Por esta luta, como por tantas ou­tras tra­vadas antes e de­pois de 1962 nos campos do Sul de Por­tugal, An­tónio Ger­vásio re­alça que o pro­le­ta­riado agrí­cola foi «um dos ba­lu­artes mais ac­tivos da re­sis­tência an­ti­fas­cista» e que «a partir dos anos 40, ano após ano, o PCP viu crescer a sua in­fluência e a sua or­ga­ni­zação nas fi­leiras nos dos as­sa­la­ri­ados agrí­colas do Sul». E se nos anos 50 o PCP era já um «grande par­tido» com pro­fundas raízes nesta classe, na dé­cada se­guinte «não havia na zona do la­ti­fúndio lo­ca­li­dade im­por­tante sem or­ga­ni­zação ou li­gação do Par­tido».

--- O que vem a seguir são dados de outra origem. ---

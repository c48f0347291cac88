//! # Match Engine
//!
//! Engine facade combining focused subcomponents:
//! - `PlazaStore` - reference data snapshots with atomic reloads
//! - `SpatialIndex` - R-tree prefiltering by bounding box
//!
//! The engine owns no I/O: callers load plazas (e.g. via [`crate::ingest`])
//! and supply route geometry obtained from their routing provider. Queries
//! take `&self` and operate on an immutable snapshot, so the engine can be
//! shared across threads behind an `Arc`.

pub mod plaza_store;
pub mod spatial_index;

pub use plaza_store::{PlazaSnapshot, PlazaStore};
pub use spatial_index::{PlazaPosition, SpatialIndex};

use log::debug;

use crate::error::Result;
use crate::geo_utils::km_to_degrees;
use crate::matching::{self, simplify_route};
use crate::polyline;
use crate::{Bounds, GeoPoint, MatchConfig, PlazaMatch, TollPlaza};

/// Toll matching engine over an in-memory plaza reference set.
///
/// # Example
/// ```
/// use tollmatch::{GeoPoint, MatchEngine, TollPlaza};
///
/// let engine = MatchEngine::new();
/// engine.load_plazas(vec![TollPlaza::new("Khalapur Toll Plaza", 19.00, 73.00)]);
///
/// let route = vec![
///     GeoPoint::new(19.0544, 73.0362),
///     GeoPoint::new(18.9271, 72.8294),
/// ];
/// let matches = engine.matches_along_route(&route);
/// assert_eq!(matches.len(), 1);
/// ```
pub struct MatchEngine {
    store: PlazaStore,
    config: MatchConfig,
}

impl Default for MatchEngine {
    fn default() -> Self {
        Self::new()
    }
}

impl MatchEngine {
    /// Create an engine with default configuration and no plazas.
    pub fn new() -> Self {
        Self {
            store: PlazaStore::new(),
            config: MatchConfig::default(),
        }
    }

    /// Create an engine with custom configuration.
    pub fn with_config(config: MatchConfig) -> Self {
        Self {
            store: PlazaStore::new(),
            config,
        }
    }

    /// The engine's matching configuration.
    pub fn config(&self) -> &MatchConfig {
        &self.config
    }

    /// Replace the plaza reference data with a new snapshot.
    ///
    /// In-flight queries keep reading the snapshot they started with.
    pub fn load_plazas(&self, plazas: Vec<TollPlaza>) {
        self.store.replace(plazas);
    }

    /// Get the number of plazas in the current snapshot.
    pub fn plaza_count(&self) -> usize {
        self.store.len()
    }

    /// Precise mode: plazas along actual route geometry, sorted by
    /// distance from the route start.
    ///
    /// The route is simplified before the scan and candidates are
    /// prefiltered through the snapshot's spatial index using the route's
    /// bounding box, buffered by the match tolerance.
    pub fn matches_along_route(&self, route: &[GeoPoint]) -> Vec<PlazaMatch> {
        let snapshot = self.store.snapshot();
        let route = simplify_route(route, &self.config);

        let Some(bounds) = Bounds::from_points(&route) else {
            return Vec::new();
        };

        let buffer = 2.0 * km_to_degrees(self.config.route_tolerance_km, bounds.center().latitude);
        let candidates = snapshot.plazas_within(&bounds.buffered(buffer));
        debug!(
            "spatial prefilter kept {} of {} plazas",
            candidates.len(),
            snapshot.len()
        );

        #[cfg(feature = "parallel")]
        {
            matching::match_candidates_parallel(&route, &candidates, &self.config)
        }
        #[cfg(not(feature = "parallel"))]
        {
            matching::match_candidates(&route, &candidates, &self.config)
        }
    }

    /// Precise mode over an encoded polyline as delivered by a routing
    /// provider.
    pub fn matches_along_encoded(&self, encoded: &str) -> Result<Vec<PlazaMatch>> {
        let route = polyline::decode(encoded)?;
        Ok(self.matches_along_route(&route))
    }

    /// Coarse mode: plazas near the straight chord between two endpoints,
    /// sorted by straight-line distance from the source.
    pub fn matches_between(&self, source: &GeoPoint, dest: &GeoPoint) -> Vec<PlazaMatch> {
        let snapshot = self.store.snapshot();
        let bbox = matching::route_bounding_box(source, dest, &self.config);
        let candidates = snapshot.plazas_within(&bbox);
        debug!(
            "spatial prefilter kept {} of {} plazas",
            candidates.len(),
            snapshot.len()
        );

        #[cfg(feature = "parallel")]
        {
            matching::match_candidates_coarse_parallel(source, dest, &candidates, &self.config)
        }
        #[cfg(not(feature = "parallel"))]
        {
            matching::match_candidates_coarse(source, dest, &candidates, &self.config)
        }
    }

    /// Bounding box for a coarse query, usable by collaborators for their
    /// own pre-query filtering of a larger point store.
    pub fn coarse_bounding_box(&self, source: &GeoPoint, dest: &GeoPoint) -> Bounds {
        matching::route_bounding_box(source, dest, &self.config)
    }
}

Para An­tónio Ger­vásio, o pro­le­ta­riado agrí­cola é uma «classe re­vo­lu­ci­o­nária com ele­vada cons­ci­ência po­lí­tica». O ope­rário rural, por tra­ba­lhar a terra, não passa a ser um cam­ponês – é um ope­rário. «Não quer a terra para ser um agri­cultor, quer a terra para a tra­ba­lhar co­lec­ti­va­mente. A sua única fonte de ren­di­mento é a venda da sua força de tra­balho, como um ope­rário da in­dús­tria». A luta pelas oito horas e a re­forma agrária cla­ri­ficam estas ques­tões, es­cla­receu An­tónio Ger­vásio.